-- Data to examine follows --

impl<S: CheckpointStore, V: SampleSink> Trainer<S, V> {
    /// Create a trainer with explicit checkpoint store and sample sink
    pub fn with_collaborators(config: TrainingConfig, store: S, sink: V) -> Self {
        Self {
            config,
            store,
            sink,
            phase: TrainingPhase::Init,
            history: TrainingHistory::default(),
        }
    }

    /// Run the whole schedule and return the loss history
    pub fn run(
        &mut self,
        model: &mut CartoonGan,
        entry: &EntryPoint,
        data: &mut TrainingData,
    ) -> Result<TrainingHistory> {
        let mut opts = self.init(model, entry)?;

        if entry.skips_pretraining() {
            info!("Loaded the latest generator model, no need to pre-train");
        } else {
            self.pretrain(model, &mut opts, data)?;
        }

        self.train_adversarial(model, &mut opts, data)?;
        self.finish(model)?;

        Ok(self.history.clone())
    }

    /// Load the checkpoints named by `entry` and build the optimizers
    pub fn init(&mut self, model: &mut CartoonGan, entry: &EntryPoint) -> Result<Optimizers> {
        self.phase = TrainingPhase::Init;
        self.history = TrainingHistory::default();

        if let Some(path) = entry.generator() {
            self.store.load(&mut model.gen_vs, path)?;
        }
        if let Some(path) = entry.discriminator() {
            self.store.load(&mut model.disc_vs, path)?;
        }

        let (gen, disc, vgg) = model.parameter_counts();
        info!("---------- Networks initialized -------------");
        info!("Generator parameters: {}", gen);
        info!("Discriminator parameters: {}", disc);
        info!("VGG19 (frozen) parameters: {}", vgg);

        Optimizers::new(model, &self.config)
    }

    /// Reconstruction pretraining of the generator
    pub fn pretrain(
        &mut self,
        model: &mut CartoonGan,
        opts: &mut Optimizers,
        data: &mut TrainingData,
    ) -> Result<()> {
        self.phase = TrainingPhase::Pretrain;
        info!("Pre-training start!");
        let start = Instant::now();

        for epoch in 0..self.config.pretrain_epochs {
            let mean = self.pretrain_epoch(model, &mut opts.gen, &mut data.source, epoch)?;
            info!(
                "[{}/{}] - time: {:.2}, Recon loss: {:.3}",
                epoch + 1,
                self.config.pretrain_epochs,
                self.history.pretrain.per_epoch_time.last().copied().unwrap_or(0.0),
                mean
            );
        }

        self.history.pretrain.total_time = Some(start.elapsed().as_secs_f64());
        self.save_history(&self.history.pretrain, "pre_train_hist")?;

        let dir = self.config.results_dir.join("Reconstruction");
        let name = self.config.name.clone();
        self.snapshot(model, &mut data.source, &dir, |n| format!("{name}_train_recon_{n}.png"))?;
        if let Some(test) = data.test.as_mut() {
            self.snapshot(model, test, &dir, |n| format!("{name}_test_recon_{n}.png"))?;
        }

        Ok(())
    }

    /// One pretraining epoch over the source photos; returns the mean loss
    pub fn pretrain_epoch(
        &mut self,
        model: &mut CartoonGan,
        gen_opt: &mut nn::Optimizer,
        source: &mut DataLoader,
        epoch: usize,
    ) -> Result<f64> {
        let epoch_start = Instant::now();
        let first = self.history.pretrain.len(LossKind::Reconstruction);
        let pb = progress_bar(source.num_batches(), self.config.show_progress);

        for batch in source.iter() {
            let (photos, _) = batch?;
            let photos = photos.to_device(model.device);
            let loss = reconstruction_step(model, gen_opt, &photos, self.config.recon_scale);
            let loss = ensure_finite(LossKind::Reconstruction, loss, epoch)?;
            self.history.pretrain.record(LossKind::Reconstruction, loss);

            pb.set_message(format!("Recon: {:.4}", loss));
            pb.inc(1);
        }
        pb.finish_and_clear();

        self.history
            .pretrain
            .record_epoch_time(epoch_start.elapsed().as_secs_f64());
        Ok(self.history.pretrain.mean_since(LossKind::Reconstruction, first))
    }

    /// Adversarial training over all configured epochs
    pub fn train_adversarial(
        &mut self,
        model: &mut CartoonGan,
        opts: &mut Optimizers,
        data: &mut TrainingData,
    ) -> Result<()> {
        self.phase = TrainingPhase::Adversarial;
        info!("training start!");

        let (src_batches, tgt_batches) = (data.source.num_batches(), data.target.num_batches());
        if src_batches != tgt_batches {
            warn!(
                "Source yields {} batches and target {}; only {} paired batches are used per epoch",
                src_batches,
                tgt_batches,
                src_batches.min(tgt_batches)
            );
        }

        let start = Instant::now();
        for epoch in 0..self.config.epochs {
            self.adversarial_epoch(model, opts, data, epoch)?;

            let (gen_lr, disc_lr) = opts.step_schedules();
            debug!("Learning rates after epoch {}: G={:e}, D={:e}", epoch + 1, gen_lr, disc_lr);

            if self.history.adversarial.check_mode_collapse(self.config.collapse_window) {
                warn!("Possible mode collapse detected! Consider adjusting learning rates.");
            }

            if self.is_snapshot_epoch(epoch) {
                let dir = self.config.results_dir.join("Transfer");
                let name = self.config.name.clone();
                let tag = epoch + 1;
                self.snapshot(model, &mut data.source, &dir, |n| {
                    format!("{tag}_epoch_{name}_train_{n}.png")
                })?;
                if let Some(test) = data.test.as_mut() {
                    self.snapshot(model, test, &dir, |n| format!("{tag}_epoch_{name}_test_{n}.png"))?;
                }
                self.save_networks(model, "generator_latest.pt", "discriminator_latest.pt", epoch + 1)?;
            }
        }

        let total = start.elapsed().as_secs_f64();
        self.history.adversarial.total_time = Some(total);
        info!(
            "Avg one epoch time: {:.2}, total {} epochs time: {:.2}",
            self.history.adversarial.mean_epoch_time(),
            self.config.epochs,
            total
        );
        Ok(())
    }

    /// One adversarial epoch over the zipped source and target streams
    pub fn adversarial_epoch(
        &mut self,
        model: &mut CartoonGan,
        opts: &mut Optimizers,
        data: &mut TrainingData,
        epoch: usize,
    ) -> Result<StepLosses> {
        let epoch_start = Instant::now();
        let hist = &self.history.adversarial;
        let first = (
            hist.len(LossKind::Discriminator),
            hist.len(LossKind::Generator),
            hist.len(LossKind::Content),
        );
        let pb = progress_bar(data.paired_batches(), self.config.show_progress);

        for (photos, pairs) in data.source.iter().zip(data.target.iter()) {
            let (photos, _) = photos?;
            let (pairs, _) = pairs?;
            let (cartoons, edges) = split_pair(&pairs, self.config.input_size)?;
            let photos = photos.to_device(model.device);
            let cartoons = cartoons.to_device(model.device);
            let edges = edges.to_device(model.device);

            let losses = adversarial_step(
                model,
                opts,
                &photos,
                &cartoons,
                &edges,
                self.config.content_weight,
            );

            let disc = ensure_finite(LossKind::Discriminator, losses.discriminator, epoch)?;
            let gen = ensure_finite(LossKind::Generator, losses.generator, epoch)?;
            let con = ensure_finite(LossKind::Content, losses.content, epoch)?;

            let hist = &mut self.history.adversarial;
            hist.record(LossKind::Discriminator, disc);
            hist.record(LossKind::Generator, gen);
            hist.record(LossKind::Content, con);

            pb.set_message(format!("D: {:.4}, G: {:.4}, Con: {:.4}", disc, gen, con));
            pb.inc(1);
        }
        pb.finish_and_clear();

        let hist = &mut self.history.adversarial;
        let per_epoch_time = epoch_start.elapsed().as_secs_f64();
        hist.record_epoch_time(per_epoch_time);

        let means = StepLosses {
            discriminator: hist.mean_since(LossKind::Discriminator, first.0),
            generator: hist.mean_since(LossKind::Generator, first.1),
            content: hist.mean_since(LossKind::Content, first.2),
        };
        info!(
            "[{}/{}] - time: {:.2}, Disc loss: {:.3}, Gen loss: {:.3}, Con loss: {:.3}",
            epoch + 1,
            self.config.epochs,
            per_epoch_time,
            means.discriminator,
            means.generator,
            means.content
        );
        Ok(means)
    }

    /// Persist the final parameters and the adversarial history
    pub fn finish(&mut self, model: &CartoonGan) -> Result<()> {
        info!("Training finish!... save training results");
        self.phase = TrainingPhase::Done;
        self.save_networks(
            model,
            "generator_param.pt",
            "discriminator_param.pt",
            self.config.epochs,
        )?;
        self.save_history(&self.history.adversarial, "train_hist")?;
        Ok(())
    }

    fn is_snapshot_epoch(&self, epoch: usize) -> bool {
        let every = self.config.snapshot_every.max(1);
        (epoch + 1) % every == 0 || epoch + 1 == self.config.epochs
    }

    /// Write [x | G(x)] samples for the first batches of `loader`
    fn snapshot<F>(&self, model: &CartoonGan, loader: &mut DataLoader, dir: &Path, file_name: F) -> Result<()>
    where
        F: Fn(usize) -> String,
    {
        if !self.config.save_samples {
            return Ok(());
        }

        for (n, batch) in loader.iter().take(self.config.sample_count).enumerate() {
            let (photos, _) = batch?;
            let photos = photos.to_device(model.device);
            let stylized = model.stylize(&photos);
            let image = side_by_side(&photos.get(0), &stylized.get(0));
            self.sink.save(&image, &dir.join(file_name(n + 1)))?;
        }
        Ok(())
    }

    fn save_networks(&self, model: &CartoonGan, gen_file: &str, disc_file: &str, epoch: usize) -> Result<()> {
        let dir = &self.config.results_dir;
        let gen_path = dir.join(gen_file);
        let disc_path = dir.join(disc_file);

        self.store.save(&model.gen_vs, &gen_path)?;
        self.store.save(&model.disc_vs, &disc_path)?;

        let meta = CheckpointMeta::new(
            epoch,
            self.phase,
            &self.history,
            model.config(),
            gen_path,
            disc_path,
        );
        save_checkpoint_meta(&meta, dir)?;
        info!("Saved {} and {} (epoch {})", gen_file, disc_file, epoch);
        Ok(())
    }

    fn save_history(&self, history: &LossAccumulator, stem: &str) -> Result<()> {
        let dir = &self.config.results_dir;
        std::fs::create_dir_all(dir)?;
        history.save_json(dir.join(format!("{stem}.json")))?;
        history.save_csv(dir.join(format!("{stem}.csv")))?;
        Ok(())
    }

    /// Current phase
    pub fn phase(&self) -> TrainingPhase {
        self.phase
    }

    /// Loss history recorded so far
    pub fn history(&self) -> &TrainingHistory {
        &self.history
    }

    /// Get configuration
    pub fn config(&self) -> &TrainingConfig {
        &self.config
    }
}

-- Data to examine concluded --

• _Directions_
Your task is to restate, word for word, the lines from the beginning of the records to the line with "let mut opts", inclusive.

• _Task answer_
impl<S: CheckpointStore, V: SampleSink> Trainer<S, V> {
    /// Create a trainer with explicit checkpoint store and sample sink
    pub fn with_collaborators(config: TrainingConfig, store: S, sink: V) -> Self {
        Self {
            config,
            store,
            sink,
            phase: TrainingPhase::Init,
            history: TrainingHistory::default(),
        }
    }

    /// Run the whole schedule and return the loss history
    pub fn run(
        &mut self,
        model: &mut CartoonGan,
        entry: &EntryPoint,
        data: &mut TrainingData,
    ) -> Result<TrainingHistory> {
        let mut opts = self.init(model, entry)?;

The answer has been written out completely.